[Saved data entries]
--- START ---

use std::{path::Path, path::PathBuf, time::Duration};

use compact_str::{CompactString, ToCompactString};
use directories::BaseDirs;
use serde::{Deserialize, Serialize};

use crate::{
    locale::Locale,
    result::{CountdownError, Result},
};

const DEFAULT_TICK_RATE_MS: u64 = 1000;
const TICK_RATE_RANGE_MS: std::ops::RangeInclusive<u64> = 100..=10_000;

#[derive(Debug, Clone, PartialEq, Eq, Deserialize, Serialize)]
#[serde(default)]
pub struct CountdownConfig {
    /// Language tag for the end-date caption, e.g. "de" or "en-US".
    /// Falls back to the environment when unset.
    pub locale: Option<CompactString>,
    /// Log level: Off, Error, Warn, Info, Debug or Trace
    pub log_level: Option<CompactString>,
    /// Quit once the countdown has finished
    pub exit_on_timeout: bool,
    /// Milliseconds between timer firings
    pub tick_rate_ms: u64,
}

impl Default for CountdownConfig {
    fn default() -> Self {
        Self {
            locale: None,
            log_level: None,
            exit_on_timeout: false,
            tick_rate_ms: DEFAULT_TICK_RATE_MS,
        }
    }
}

impl CountdownConfig {
    pub fn validate(&self) -> Result<()> {
        if !TICK_RATE_RANGE_MS.contains(&self.tick_rate_ms) {
            return Err(CountdownError::ConfigError(
                format!(
                    "tick_rate_ms must be between {} and {}, got {}",
                    TICK_RATE_RANGE_MS.start(),
                    TICK_RATE_RANGE_MS.end(),
                    self.tick_rate_ms
                )
                .into(),
            ));
        }

        if let Some(locale) = &self.locale {
            locale.parse::<Locale>()?;
        }

        Ok(())
    }

    pub fn tick_rate(&self) -> Duration {
        Duration::from_millis(self.tick_rate_ms)
    }

    /// The configured locale, or the one from the environment.
    pub fn resolve_locale(&self) -> Locale {
        self.locale
            .as_deref()
            .and_then(|tag| tag.parse().ok())
            .unwrap_or_else(Locale::from_env)
    }
}

pub fn default_config_path() -> PathBuf {
    if let Some(dirs) = BaseDirs::new() {
        dirs.config_dir().join("countdown.toml")
    } else {
        PathBuf::from("countdown.toml")
    }
}

/// Loads the configuration file if it exists, otherwise the defaults.
pub fn load_config(config_file: &Path) -> Result<CountdownConfig> {
    let config: CountdownConfig = if config_file.exists() {
        confy::load_path(config_file)
            .map_err(|e| CountdownError::ConfigError(e.to_compact_string()))?
    } else {
        CountdownConfig::default()
    };

    config.validate()?;
    Ok(config)
}

#[cfg(test)]
mod tests {
    use super::*;

    fn temp_config_path(name: &str) -> PathBuf {
        std::env::temp_dir()
            .join(format!("countdown-tui-{}-{name}", std::process::id()))
            .join("countdown.toml")
    }

    #[test]
    fn test_default_is_valid() {
        let config = CountdownConfig::default();
        assert!(config.validate().is_ok());
        assert_eq!(config.tick_rate(), Duration::from_secs(1));
    }

    #[test]
    fn test_rejects_tick_rate_out_of_range() {
        let config = CountdownConfig { tick_rate_ms: 5, ..Default::default() };
        let err = config.validate().unwrap_err();
        assert!(matches!(err, CountdownError::ConfigError(_)));
        assert!(err.to_string().contains("tick_rate_ms"));
    }

    #[test]
    fn test_rejects_empty_locale() {
        let config = CountdownConfig { locale: Some("".into()), ..Default::default() };
        assert!(config.validate().is_err());
    }

    #[test]
    fn test_configured_locale_wins() {
        let config = CountdownConfig { locale: Some("de-CH".into()), ..Default::default() };
        assert_eq!(config.resolve_locale(), Locale::German);
    }

    #[test]
    fn test_missing_file_yields_defaults() {
        let path = temp_config_path("missing");
        assert_eq!(load_config(&path).unwrap(), CountdownConfig::default());
    }

    #[test]
    fn test_loads_toml_file() {
        let path = temp_config_path("toml");
        std::fs::create_dir_all(path.parent().unwrap()).unwrap();
        std::fs::write(&path, "locale = \"de\"\nlog_level = \"Debug\"\ntick_rate_ms = 500\n").unwrap();

        let expected = CountdownConfig {
            locale: Some("de".into()),
            log_level: Some("Debug".into()),
            exit_on_timeout: false,
            tick_rate_ms: 500,
        };
        assert_eq!(load_config(&path).unwrap(), expected);

        if let Some(dir) = path.parent() {
            let _ = std::fs::remove_dir_all(dir);
        }
    }
}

--- END ---

Task statement - Reproduce all of the entries word for word. Omit nothing.

Result of this task -
use std::{path::Path, path::PathBuf, time::Duration};

use compact_str::{CompactString, ToCompactString};
use directories::BaseDirs;
use serde::{Deserialize, Serialize};

use crate::{
    locale::Locale,
    result::{CountdownError, Result},
};

const DEFAULT_TICK_RATE_MS: u64 = 1000;
const TICK_RATE_RANGE_MS: std::ops::RangeInclusive<u64> = 100..=10_000;

#[derive(Debug, Clone, PartialEq, Eq, Deserialize, Serialize)]
#[serde(default)]
pub struct CountdownConfig {
    /// Language tag for the end-date caption, e.g. "de" or "en-US".
    /// Falls back to the environment when unset.
    pub locale: Option<CompactString>,
    /// Log level: Off, Error, Warn, Info, Debug or Trace
    pub log_level: Option<CompactString>,
    /// Quit once the countdown has finished
    pub exit_on_timeout: bool,
    /// Milliseconds between timer firings
    pub tick_rate_ms: u64,
}

impl Default for CountdownConfig {
    fn default() -> Self {
        Self {
            locale: None,
            log_level: None,
            exit_on_timeout: false,
            tick_rate_ms: DEFAULT_TICK_RATE_MS,
        }
    }
}

impl CountdownConfig {
    pub fn validate(&self) -> Result<()> {
        if !TICK_RATE_RANGE_MS.contains(&self.tick_rate_ms) {
            return Err(CountdownError::ConfigError(
                format!(
                    "tick_rate_ms must be between {} and {}, got {}",
                    TICK_RATE_RANGE_MS.start(),
                    TICK_RATE_RANGE_MS.end(),
                    self.tick_rate_ms
                )
                .into(),
            ));
        }

        if let Some(locale) = &self.locale {
            locale.parse::<Locale>()?;
        }

        Ok(())
    }

    pub fn tick_rate(&self) -> Duration {
        Duration::from_millis(self.tick_rate_ms)
    }

    /// The configured locale, or the one from the environment.
    pub fn resolve_locale(&self) -> Locale {
        self.locale
            .as_deref()
            .and_then(|tag| tag.parse().ok())
            .unwrap_or_else(Locale::from_env)
    }
}

pub fn default_config_path() -> PathBuf {
    if let Some(dirs) = BaseDirs::new() {
        dirs.config_dir().join("countdown.toml")
    } else {
        PathBuf::from("countdown.toml")
    }
}

/// Loads the configuration file if it exists, otherwise the defaults.
pub fn load_config(config_file: &Path) -> Result<CountdownConfig> {
    let config: CountdownConfig = if config_file.exists() {
        confy::load_path(config_file)
            .map_err(|e| CountdownError::ConfigError(e.to_compact_string()))?
    } else {
        CountdownConfig::default()
    };

    config.validate()?;
    Ok(config)
}

#[cfg(test)]
mod tests {
    use super::*;

    fn temp_config_path(name: &str) -> PathBuf {
        std::env::temp_dir()
            .join(format!("countdown-tui-{}-{name}", std::process::id()))
            .join("countdown.toml")
    }

    #[test]
    fn test_default_is_valid() {
        let config = CountdownConfig::default();
        assert!(config.validate().is_ok());
        assert_eq!(config.tick_rate(), Duration::from_secs(1));
    }

    #[test]
    fn test_rejects_tick_rate_out_of_range() {
        let config = CountdownConfig { tick_rate_ms: 5, ..Default::default() };
        let err = config.validate().unwrap_err();
        assert!(matches!(err, CountdownError::ConfigError(_)));
        assert!(err.to_string().contains("tick_rate_ms"));
    }

    #[test]
    fn test_rejects_empty_locale() {
        let config = CountdownConfig { locale: Some("".into()), ..Default::default() };
        assert!(config.validate().is_err());
    }

    #[test]
    fn test_configured_locale_wins() {
        let config = CountdownConfig { locale: Some("de-CH".into()), ..Default::default() };
        assert_eq!(config.resolve_locale(), Locale::German);
    }

    #[test]
    fn test_missing_file_yields_defaults() {
        let path = temp_config_path("missing");
        assert_eq!(load_config(&path).unwrap(), CountdownConfig::default());
    }

    #[test]
    fn test_loads_toml_file() {
        let path = temp_config_path("toml");
        std::fs::create_dir_all(path.parent().unwrap()).unwrap();
        std::fs::write(&path, "locale = \"de\"\nlog_level = \"Debug\"\ntick_rate_ms = 500\n").unwrap();

        let expected = CountdownConfig {
            locale: Some("de".into()),
            log_level: Some("Debug".into()),
            exit_on_timeout: false,
            tick_rate_ms: 500,
        };
        assert_eq!(load_config(&path).unwrap(), expected);

        if let Some(dir) = path.parent() {
            let _ = std::fs::remove_dir_all(dir);
        }
    }
}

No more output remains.